Mapping of large-scale forest coverage by remote sensing can enhance research and applications in the fields of forest resource management, ecosystem protection and restoration, sustainable development, and forest carbon sinks. Addressing challenges such as low consistency among existing remote sensing products for forest coverage and poor spatiotemporal comparability at the pixel scale, led by Prof. Pang Yong, the research team from the Research Institute of Forest Resource Information and Techniques, Chinese Academy of Forestry, has developed a remote sensing image synthesis algorithm that takes phenological characteristics into account. They proposed a technical approach for product aggregation and improvement, enhanced forest coverage mapping accuracy through automatic construction of sample libraries, machine learning recognition, and time series consistency verification, and realized high-precision remote sensing mapping in large areas.


The team has developed a series of 30m resolution remote sensing data products for Chinese forest coverage in 2000, 2010, and 2020.

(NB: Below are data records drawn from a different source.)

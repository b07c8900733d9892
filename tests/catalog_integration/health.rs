use reqwest::StatusCode;

use super::support::{BILLING, LEDGER, drop_apps_table, get_json, spawn_service};

#[tokio::test]
async fn healthz_reports_row_count() {
    let server = spawn_service(&[LEDGER, BILLING]).await;

    let (status, payload) = get_json(&server.url("/healthz")).await;
    assert_eq!(status, StatusCode::OK);
    assert_eq!(payload["ok"], true);
    assert_eq!(payload["apps"], 2);
    assert_eq!(payload["port"], server.addr.port());

    server.stop().await;
}

#[tokio::test]
async fn healthz_is_unavailable_when_store_fails() {
    let server = spawn_service(&[LEDGER]).await;
    drop_apps_table(&server.database_url).await;

    let (status, payload) = get_json(&server.url("/healthz")).await;
    assert_eq!(status, StatusCode::SERVICE_UNAVAILABLE);
    assert_eq!(payload["ok"], false);
    assert_eq!(payload["error"], "Store unavailable");

    server.stop().await;
}
use thiserror::Error;

#[derive(Debug, Error)]
pub enum DomainError {
    #[error("invalid request: {0}")]
    InvalidRequest(String),
    #[error("unavailable: {0}")]
    Unavailable(String),
    #[error("storage error: {0}")]
    Storage(String),
}
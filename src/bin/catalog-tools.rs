use app_catalog::application::{config::ToolsArgs, startup};
use clap::Parser;
use tracing::error;

#[tokio::main]
async fn main() {
    let args = ToolsArgs::parse();
    if let Err(error) = startup::run_tools(args).await {
        error!("tool adapter failed: {error}");
        std::process::exit(1);
    }
}
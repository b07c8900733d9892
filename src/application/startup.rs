use std::future::Future;

use tokio::{
    io::{AsyncBufRead, AsyncWrite, BufReader},
    net::TcpListener,
};
use tracing::info;
use tracing_subscriber::{EnvFilter, fmt, fmt::MakeWriter};

use crate::{
    application::{
        config::{ServiceArgs, ServiceConfig, ToolsArgs, ToolsConfig},
        state::SharedState,
    },
    domain::error::DomainError,
    interfaces::{
        http,
        stdio::{self, ToolServer},
        tools::CatalogTools,
    },
};

pub async fn run_service(args: ServiceArgs) -> Result<(), DomainError> {
    // Installed before validation so configuration errors reach the log.
    init_logging(&args.log_filter, args.json_logs, std::io::stdout)?;
    let config = ServiceConfig::from_args(args)
        .map_err(|error| DomainError::InvalidRequest(format!("configuration error: {error}")))?;

    let listener = TcpListener::bind(config.bind_addr())
        .await
        .map_err(|error| DomainError::Unavailable(format!("failed to bind listener: {error}")))?;

    let signal = shutdown_signal();
    run_service_with_listener(listener, config, signal).await
}

pub async fn run_service_with_listener(
    listener: TcpListener,
    config: ServiceConfig,
    shutdown: impl Future<Output = ()> + Send + 'static,
) -> Result<(), DomainError> {
    info!(
        "starting catalog-service host={} port={}",
        config.host, config.port
    );

    let state = SharedState::new(config).await?;
    let serve_result = http::serve(listener, state.clone(), shutdown).await;
    state.close().await;
    info!("catalog-service stopped, database closed");

    serve_result
}

pub async fn run_tools(args: ToolsArgs) -> Result<(), DomainError> {
    // stdout carries the protocol, so logs go to stderr.
    init_logging(&args.log_filter, args.json_logs, std::io::stderr)?;
    let config = ToolsConfig::from_args(args)
        .map_err(|error| DomainError::InvalidRequest(format!("configuration error: {error}")))?;

    run_tools_with_io(config, BufReader::new(tokio::io::stdin()), tokio::io::stdout()).await
}

pub async fn run_tools_with_io<R, W>(
    config: ToolsConfig,
    reader: R,
    writer: W,
) -> Result<(), DomainError>
where
    R: AsyncBufRead + Unpin,
    W: AsyncWrite + Unpin,
{
    info!("starting catalog-tools upstream={}", config.catalog_url);

    let server = ToolServer::new(CatalogTools::new(&config)?);
    stdio::serve(&server, reader, writer).await
}

fn init_logging<W>(filter: &str, json_logs: bool, writer: W) -> Result<(), DomainError>
where
    W: for<'writer> MakeWriter<'writer> + Send + Sync + 'static,
{
    let env_filter = EnvFilter::try_new(filter).unwrap_or_else(|_| EnvFilter::new("info"));
    let builder = fmt()
        .with_env_filter(env_filter)
        .with_target(false)
        .with_writer(writer);

    if json_logs {
        builder.json().try_init().map_err(|error| {
            DomainError::Unavailable(format!("failed to initialize logger: {error}"))
        })?;
    } else {
        builder.compact().try_init().map_err(|error| {
            DomainError::Unavailable(format!("failed to initialize logger: {error}"))
        })?;
    }

    Ok(())
}

async fn shutdown_signal() {
    let _ = tokio::signal::ctrl_c().await;
    info!("shutdown signal received");
}
use serde_json::{Map, Value, json};
use tracing::{info, warn};

use crate::{
    application::config::ToolsConfig,
    domain::error::DomainError,
    protocol::{ToolCallResult, ToolDefinition},
};

pub const LIST_APPS: &str = "list_apps";
pub const GET_APP_DETAILS: &str = "get_app_details";
const APP_ID_ARG: &str = "app_id";

/// Forwards tool invocations to the catalog service and relays the raw body.
#[derive(Debug, Clone)]
pub struct CatalogTools {
    client: reqwest::Client,
    catalog_url: String,
    upstream_errors_as_tool_errors: bool,
}

impl CatalogTools {
    pub fn new(config: &ToolsConfig) -> Result<Self, DomainError> {
        let client = reqwest::Client::builder().build().map_err(|error| {
            DomainError::Unavailable(format!("failed to build http client: {error}"))
        })?;

        Ok(Self {
            client,
            catalog_url: config.catalog_url.clone(),
            upstream_errors_as_tool_errors: config.upstream_errors_as_tool_errors,
        })
    }

    #[must_use]
    pub fn definitions() -> Vec<ToolDefinition> {
        vec![
            ToolDefinition {
                name: LIST_APPS.to_owned(),
                description: "List all apps in the platform".to_owned(),
                input_schema: json!({
                    "type": "object",
                    "properties": {}
                }),
            },
            ToolDefinition {
                name: GET_APP_DETAILS.to_owned(),
                description: "Get details of a specific app in the platform".to_owned(),
                input_schema: json!({
                    "type": "object",
                    "properties": {
                        "app_id": {
                            "type": "number",
                            "description": "Application ID"
                        }
                    },
                    "required": [APP_ID_ARG]
                }),
            },
        ]
    }

    /// Runs the named tool. `None` means the name is not registered.
    pub async fn call(&self, name: &str, arguments: &Map<String, Value>) -> Option<ToolCallResult> {
        let result = match name {
            LIST_APPS => self.list_apps().await,
            GET_APP_DETAILS => self.get_app_details(arguments).await,
            _ => return None,
        };

        info!("tool {name} finished is_error={}", result.is_error);
        Some(result)
    }

    async fn list_apps(&self) -> ToolCallResult {
        self.relay(format!("{}/apps", self.catalog_url)).await
    }

    async fn get_app_details(&self, arguments: &Map<String, Value>) -> ToolCallResult {
        match require_int(arguments, APP_ID_ARG) {
            Ok(app_id) => {
                self.relay(format!("{}/apps/{app_id}", self.catalog_url))
                    .await
            }
            Err(message) => ToolCallResult::error(message),
        }
    }

    async fn relay(&self, url: String) -> ToolCallResult {
        let response = match self.client.get(&url).send().await {
            Ok(response) => response,
            Err(error) => {
                warn!("catalog request to {url} failed: {error}");
                return ToolCallResult::error(error.to_string());
            }
        };

        let status = response.status();
        let body = match response.bytes().await {
            Ok(body) => String::from_utf8_lossy(&body).into_owned(),
            Err(error) => {
                warn!("reading catalog response from {url} failed: {error}");
                return ToolCallResult::error(error.to_string());
            }
        };

        if self.upstream_errors_as_tool_errors && !status.is_success() {
            return ToolCallResult::error(body);
        }
        ToolCallResult::text(body)
    }
}

/// Coerces a numeric argument: integers as is, floats truncated, integer strings parsed.
fn require_int(arguments: &Map<String, Value>, key: &str) -> Result<i64, String> {
    let not_a_number = || format!("argument \"{key}\" is not a number");

    match arguments.get(key) {
        None | Some(Value::Null) => Err(format!("required argument \"{key}\" not found")),
        Some(Value::Number(number)) => number
            .as_i64()
            .or_else(|| number.as_f64().and_then(truncate_to_i64))
            .ok_or_else(not_a_number),
        Some(Value::String(text)) => text.trim().parse::<i64>().map_err(|_| not_a_number()),
        Some(_) => Err(not_a_number()),
    }
}

/// `None` when the truncated value falls outside the `i64` range.
fn truncate_to_i64(value: f64) -> Option<i64> {
    // -2^63 is exact as f64; 2^63 is the first value past i64::MAX.
    const LOWER: f64 = -9_223_372_036_854_775_808.0;
    const UPPER: f64 = 9_223_372_036_854_775_808.0;

    let truncated = value.trunc();
    (LOWER..UPPER)
        .contains(&truncated)
        .then_some(truncated as i64)
}
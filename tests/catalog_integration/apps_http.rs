use reqwest::StatusCode;
use serde_json::json;

use super::support::{BILLING, LEDGER, drop_apps_table, get_json, get_text, spawn_service};

#[tokio::test]
async fn list_apps_returns_summaries() {
    let server = spawn_service(&[LEDGER]).await;

    let (status, body) = get_text(&server.url("/apps")).await;
    assert_eq!(status, StatusCode::OK);
    assert_eq!(body, r#"[{"id":1,"name":"Ledger"}]"#);

    server.stop().await;
}

#[tokio::test]
async fn list_apps_is_empty_array_without_rows() {
    let server = spawn_service(&[]).await;

    let (status, body) = get_text(&server.url("/apps")).await;
    assert_eq!(status, StatusCode::OK);
    assert_eq!(body, "[]");

    server.stop().await;
}

#[tokio::test]
async fn list_apps_has_one_summary_per_row() {
    let server = spawn_service(&[BILLING, LEDGER]).await;

    let (status, payload) = get_json(&server.url("/apps")).await;
    assert_eq!(status, StatusCode::OK);
    let apps = payload.as_array().expect("list should be an array");
    assert_eq!(apps.len(), 2);
    for (id, name, ..) in [LEDGER, BILLING] {
        let matches = apps
            .iter()
            .filter(|app| app["id"] == id && app["name"] == name)
            .count();
        assert_eq!(matches, 1, "app {id} should appear exactly once");
    }

    server.stop().await;
}

#[tokio::test]
async fn get_app_returns_full_detail() {
    let server = spawn_service(&[LEDGER, BILLING]).await;

    let (status, body) = get_text(&server.url("/apps/1")).await;
    assert_eq!(status, StatusCode::OK);
    assert_eq!(
        body,
        r#"{"id":1,"name":"Ledger","owner":"finance-team","language":"go","framework":"gin"}"#
    );

    let (_, payload) = get_json(&server.url("/apps/7")).await;
    assert_eq!(
        payload,
        json!({
            "id": 7,
            "name": "Billing",
            "owner": "payments-team",
            "language": "rust",
            "framework": "axum"
        })
    );

    server.stop().await;
}

#[tokio::test]
async fn get_app_missing_or_non_numeric_is_not_found() {
    let server = spawn_service(&[LEDGER]).await;

    for path in ["/apps/2", "/apps/ledger", "/apps/1.5", "/apps/%FF"] {
        let (status, payload) = get_json(&server.url(path)).await;
        assert_eq!(status, StatusCode::NOT_FOUND, "{path}");
        assert_eq!(payload, json!({"error": "App not found"}));
    }

    server.stop().await;
}

#[tokio::test]
async fn repeated_reads_are_identical() {
    let server = spawn_service(&[BILLING, LEDGER]).await;

    let (_, first_list) = get_text(&server.url("/apps")).await;
    let (_, second_list) = get_text(&server.url("/apps")).await;
    assert_eq!(first_list, second_list);

    let (_, first_detail) = get_text(&server.url("/apps/7")).await;
    let (_, second_detail) = get_text(&server.url("/apps/7")).await;
    assert_eq!(first_detail, second_detail);

    server.stop().await;
}

#[tokio::test]
async fn query_failures_return_generic_errors() {
    let server = spawn_service(&[LEDGER]).await;
    drop_apps_table(&server.database_url).await;

    let (status, payload) = get_json(&server.url("/apps")).await;
    assert_eq!(status, StatusCode::INTERNAL_SERVER_ERROR);
    assert_eq!(payload, json!({"error": "Failed to query apps"}));

    let (status, payload) = get_json(&server.url("/apps/1")).await;
    assert_eq!(status, StatusCode::INTERNAL_SERVER_ERROR);
    assert_eq!(payload, json!({"error": "Failed to query app"}));

    server.stop().await;
}
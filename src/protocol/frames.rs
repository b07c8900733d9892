use serde::{Deserialize, Serialize};
use serde_json::{Map, Value};

pub const JSONRPC_VERSION: &str = "2.0";

#[derive(Debug, Clone, Deserialize)]
pub struct RequestFrame {
    pub jsonrpc: String,
    /// `None` only when the `id` member is absent (a notification, never
    /// answered). An explicit `"id": null` is `Some(Value::Null)`.
    #[serde(skip)]
    pub id: Option<Value>,
    pub method: String,
    #[serde(default)]
    pub params: Option<Value>,
}

#[derive(Debug, Clone, Serialize)]
pub struct ResponseFrame {
    pub jsonrpc: &'static str,
    pub id: Value,
    #[serde(skip_serializing_if = "Option::is_none")]
    pub result: Option<Value>,
    #[serde(skip_serializing_if = "Option::is_none")]
    pub error: Option<super::RpcError>,
}

#[derive(Debug, Clone, Default, Deserialize)]
#[serde(rename_all = "camelCase")]
pub struct InitializeParams {
    #[serde(default)]
    pub protocol_version: Option<String>,
}

#[derive(Debug, Clone, Serialize)]
#[serde(rename_all = "camelCase")]
pub struct InitializeResult {
    pub protocol_version: String,
    pub capabilities: ServerCapabilities,
    pub server_info: ServerInfo,
}

#[derive(Debug, Clone, Serialize)]
pub struct ServerCapabilities {
    pub tools: ToolsCapability,
}

#[derive(Debug, Clone, Serialize)]
#[serde(rename_all = "camelCase")]
pub struct ToolsCapability {
    pub list_changed: bool,
}

#[derive(Debug, Clone, Serialize)]
pub struct ServerInfo {
    pub name: String,
    pub version: String,
}

#[derive(Debug, Clone, Serialize, Deserialize, PartialEq)]
#[serde(rename_all = "camelCase")]
pub struct ToolDefinition {
    pub name: String,
    pub description: String,
    pub input_schema: Value,
}

#[derive(Debug, Clone, Serialize)]
pub struct ToolsListResult {
    pub tools: Vec<ToolDefinition>,
}

#[derive(Debug, Clone, Deserialize)]
pub struct ToolCallParams {
    pub name: String,
    #[serde(default)]
    pub arguments: Option<Map<String, Value>>,
}

#[derive(Debug, Clone, Serialize, Deserialize, PartialEq)]
#[serde(tag = "type", rename_all = "lowercase")]
pub enum ContentBlock {
    Text { text: String },
}

#[derive(Debug, Clone, Serialize, Deserialize, PartialEq)]
#[serde(rename_all = "camelCase")]
pub struct ToolCallResult {
    pub content: Vec<ContentBlock>,
    #[serde(default)]
    pub is_error: bool,
}

impl ToolCallResult {
    #[must_use]
    pub fn text(text: impl Into<String>) -> Self {
        Self {
            content: vec![ContentBlock::Text { text: text.into() }],
            is_error: false,
        }
    }

    #[must_use]
    pub fn error(message: impl Into<String>) -> Self {
        Self {
            content: vec![ContentBlock::Text {
                text: message.into(),
            }],
            is_error: true,
        }
    }

    /// Concatenated text of every content block.
    #[must_use]
    pub fn text_content(&self) -> String {
        self.content
            .iter()
            .map(|block| match block {
                ContentBlock::Text { text } => text.as_str(),
            })
            .collect()
    }
}
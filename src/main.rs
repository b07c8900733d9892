use app_catalog::application::{config::ServiceArgs, startup};
use clap::Parser;
use tracing::error;

#[tokio::main]
async fn main() {
    let args = ServiceArgs::parse();
    if let Err(error) = startup::run_service(args).await {
        error!("server failed: {error}");
        std::process::exit(1);
    }
}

Utilizing multi-temporal remote sensing images, they further investigated fine-grained classification methods of tree species. Taking larch as an example, the team produced a distribution map for Chinese larch. By integrating airborne lidar data and high-resolution satellite remote sensing data, the team has also developed a remote sensing stratification estimation method for forest growing stock, and a 20m resolution remote sensing data product for Chinese larch biomass in 2020. The results have been published in journals such as GIScience & Remote Sensing and Geo-spatial Information Science, while the data products have been shared at the National Forestry and Grassland Scientific Data Center.